Collected data entries:

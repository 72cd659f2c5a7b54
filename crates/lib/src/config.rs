//! The `kiln.json` declaration file.
//!
//! ```json
//! {
//!   "tools": { "nodejs@20": "/opt/node-20", "jq": "bin/jq" },
//!   "host_tools": false,
//!   "environments": { "shell": { "tools": ["jq"] } },
//!   "projects": {
//!     "web": {
//!       "kind": "npm",
//!       "src": "web",
//!       "node_version": "20",
//!       "environments": { "lint": { "tools": ["eslint"] } },
//!       "checks": [
//!         { "name": "test", "command": "npm test" },
//!         { "name": "lint", "command": "eslint .", "environment": "lint" }
//!       ]
//!     }
//!   }
//! }
//! ```
//!
//! Tools are written `name` or `name@version`. Relative paths (tool paths,
//! project sources) are resolved against the directory holding the file.
//! The file is turned into [`Declarations`] through the construction API;
//! nothing downstream sees this format.

use std::collections::BTreeMap;
use std::fs;
use std::path::{Path, PathBuf};

use serde::Deserialize;
use thiserror::Error;
use tracing::debug;

use crate::env::Environment;
use crate::package::PackageRef;
use crate::project::{
  Declarations, GoProjectOptions, NpmProjectOptions, Project, ProjectMeta, ValidationError, mk_go_project,
  mk_npm_project, mk_project,
};
use crate::store::LocalStore;

/// Environment variable naming the declaration file.
pub const CONFIG_ENV: &str = "KILN_CONFIG";

#[derive(Debug, Error)]
pub enum ConfigError {
  #[error("failed to read {}: {source}", .path.display())]
  Read {
    path: PathBuf,
    #[source]
    source: std::io::Error,
  },

  #[error("failed to parse {}: {source}", .path.display())]
  Parse {
    path: PathBuf,
    #[source]
    source: serde_json::Error,
  },

  #[error("invalid tool '{0}', expected 'name' or 'name@version'")]
  InvalidTool(String),

  #[error("project '{project}': {source}")]
  Project {
    project: String,
    #[source]
    source: ValidationError,
  },
}

#[derive(Debug, Clone, Default, Deserialize)]
#[serde(deny_unknown_fields)]
struct ConfigFile {
  #[serde(default)]
  tools: BTreeMap<String, PathBuf>,
  #[serde(default)]
  host_tools: bool,
  #[serde(default)]
  environments: BTreeMap<String, EnvDecl>,
  #[serde(default)]
  projects: BTreeMap<String, ProjectDecl>,
}

#[derive(Debug, Clone, Default, Deserialize)]
#[serde(deny_unknown_fields)]
struct EnvDecl {
  #[serde(default)]
  tools: Vec<String>,
  #[serde(default)]
  variables: BTreeMap<String, String>,
}

#[derive(Debug, Clone, Copy, Default, Deserialize)]
#[serde(rename_all = "lowercase")]
enum ProjectKind {
  #[default]
  Generic,
  Npm,
  Go,
}

#[derive(Debug, Clone, Deserialize)]
#[serde(deny_unknown_fields)]
struct ProjectDecl {
  #[serde(default)]
  kind: ProjectKind,
  description: Option<String>,
  src: PathBuf,
  node_version: Option<String>,
  go_version: Option<String>,
  #[serde(default)]
  dev_tools: Vec<String>,
  #[serde(default)]
  variables: BTreeMap<String, String>,
  #[serde(default)]
  environments: BTreeMap<String, EnvDecl>,
  #[serde(default)]
  checks: Vec<CheckDecl>,
  build: Option<String>,
  #[serde(default)]
  exclude: Vec<String>,
}

#[derive(Debug, Clone, Deserialize)]
#[serde(deny_unknown_fields)]
struct CheckDecl {
  name: String,
  command: String,
  environment: Option<String>,
}

/// A loaded declaration file.
#[derive(Debug, Clone)]
pub struct Config {
  pub declarations: Declarations,
  pub store: LocalStore,
  /// Directory relative sources are resolved against.
  pub base_dir: PathBuf,
}

impl Config {
  /// Read and convert the file at `path`.
  pub fn load(path: &Path) -> Result<Self, ConfigError> {
    let content = fs::read_to_string(path).map_err(|source| ConfigError::Read {
      path: path.to_path_buf(),
      source,
    })?;
    let parent = match path.parent() {
      Some(parent) if !parent.as_os_str().is_empty() => parent,
      _ => Path::new("."),
    };
    let base_dir = std::path::absolute(parent).map_err(|source| ConfigError::Read {
      path: path.to_path_buf(),
      source,
    })?;
    Self::parse(&content, base_dir).map_err(|e| match e {
      ConfigError::Parse { source, .. } => ConfigError::Parse {
        path: path.to_path_buf(),
        source,
      },
      other => other,
    })
  }

  /// Convert declaration JSON, resolving relative paths against `base_dir`.
  pub fn parse(content: &str, base_dir: impl Into<PathBuf>) -> Result<Self, ConfigError> {
    let base_dir = base_dir.into();
    let file: ConfigFile = serde_json::from_str(content).map_err(|source| ConfigError::Parse {
      path: PathBuf::new(),
      source,
    })?;

    let mut store = LocalStore::new();
    for (identifier, path) in &file.tools {
      parse_tool(identifier)?;
      let path = if path.is_absolute() {
        path.clone()
      } else {
        base_dir.join(path)
      };
      store = store.with_package(identifier.clone(), path);
    }
    if file.host_tools {
      store = store.with_host_path();
    }

    let mut declarations = Declarations::new();
    for (name, decl) in &file.environments {
      declarations = declarations.environment(name.clone(), extend(&Environment::empty(), decl)?);
    }
    for (name, decl) in file.projects {
      let project = build_project(&name, decl)?;
      declarations = declarations.project(name, project);
    }

    debug!(
      projects = declarations.projects.len(),
      environments = declarations.environments.len(),
      "loaded declarations"
    );
    Ok(Self {
      declarations,
      store,
      base_dir,
    })
  }
}

fn parse_tool(spec: &str) -> Result<PackageRef, ConfigError> {
  match spec.split_once('@') {
    None if !spec.is_empty() => Ok(PackageRef::registry(spec)),
    Some((name, version)) if !name.is_empty() && !version.is_empty() => Ok(PackageRef::versioned(name, version)),
    _ => Err(ConfigError::InvalidTool(spec.to_string())),
  }
}

fn extend(base: &Environment, decl: &EnvDecl) -> Result<Environment, ConfigError> {
  let tools = decl
    .tools
    .iter()
    .map(|t| parse_tool(t))
    .collect::<Result<Vec<_>, _>>()?;
  let mut env = base.clone();
  if !tools.is_empty() {
    env = env.with_dev_tools(tools);
  }
  if !decl.variables.is_empty() {
    env = env.with_variables(decl.variables.clone());
  }
  Ok(env)
}

fn invalid(project: &str) -> impl Fn(ValidationError) -> ConfigError + '_ {
  move |source| ConfigError::Project {
    project: project.to_string(),
    source,
  }
}

fn build_project(name: &str, decl: ProjectDecl) -> Result<Project, ConfigError> {
  let description = decl.description.clone().unwrap_or_else(|| name.to_string());
  let mut project = match decl.kind {
    ProjectKind::Generic => mk_project(ProjectMeta::new(description, decl.src.clone()), BTreeMap::new()),
    ProjectKind::Npm => {
      let mut options = NpmProjectOptions::new(description, decl.src.clone());
      if let Some(version) = &decl.node_version {
        options = options.node_version(version.clone());
      }
      mk_npm_project(options).map_err(invalid(name))?
    }
    ProjectKind::Go => {
      let mut options = GoProjectOptions::new(description, decl.src.clone());
      if let Some(version) = &decl.go_version {
        options = options.go_version(version.clone());
      }
      mk_go_project(options).map_err(invalid(name))?
    }
  };

  // Checks capture their environment when added, so settle environments first.
  let own = EnvDecl {
    tools: decl.dev_tools,
    variables: decl.variables,
  };
  project.default_environment = extend(&project.default_environment, &own)?;
  for (env_name, env_decl) in &decl.environments {
    let env = extend(&project.default_environment, env_decl)?;
    project = project.with_environment(env_name.clone(), env);
  }
  if let Some(build) = decl.build {
    project = project.with_build(build);
  }
  for exclusion in decl.exclude {
    project = project.exclude_from_source(exclusion);
  }

  for check in decl.checks {
    project = match &check.environment {
      Some(env) => project.add_check_in(env, check.name, check.command),
      None => project.add_check(check.name, check.command),
    }
    .map_err(invalid(name))?;
  }
  project.validate().map_err(invalid(name))?;
  Ok(project)
}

### Aim of the task
Starting with the line that holds "Read and convert" and ending with the line that holds "let base_dir = std::path::absolute(parent).map_err(|source|", retype every line in the data above exactly, and nothing else.

### Worked solution
  /// Read and convert the file at `path`.
  pub fn load(path: &Path) -> Result<Self, ConfigError> {
    let content = fs::read_to_string(path).map_err(|source| ConfigError::Read {
      path: path.to_path_buf(),
      source,
    })?;
    let parent = match path.parent() {
      Some(parent) if !parent.as_os_str().is_empty() => parent,
      _ => Path::new("."),
    };
    let base_dir = std::path::absolute(parent).map_err(|source| ConfigError::Read {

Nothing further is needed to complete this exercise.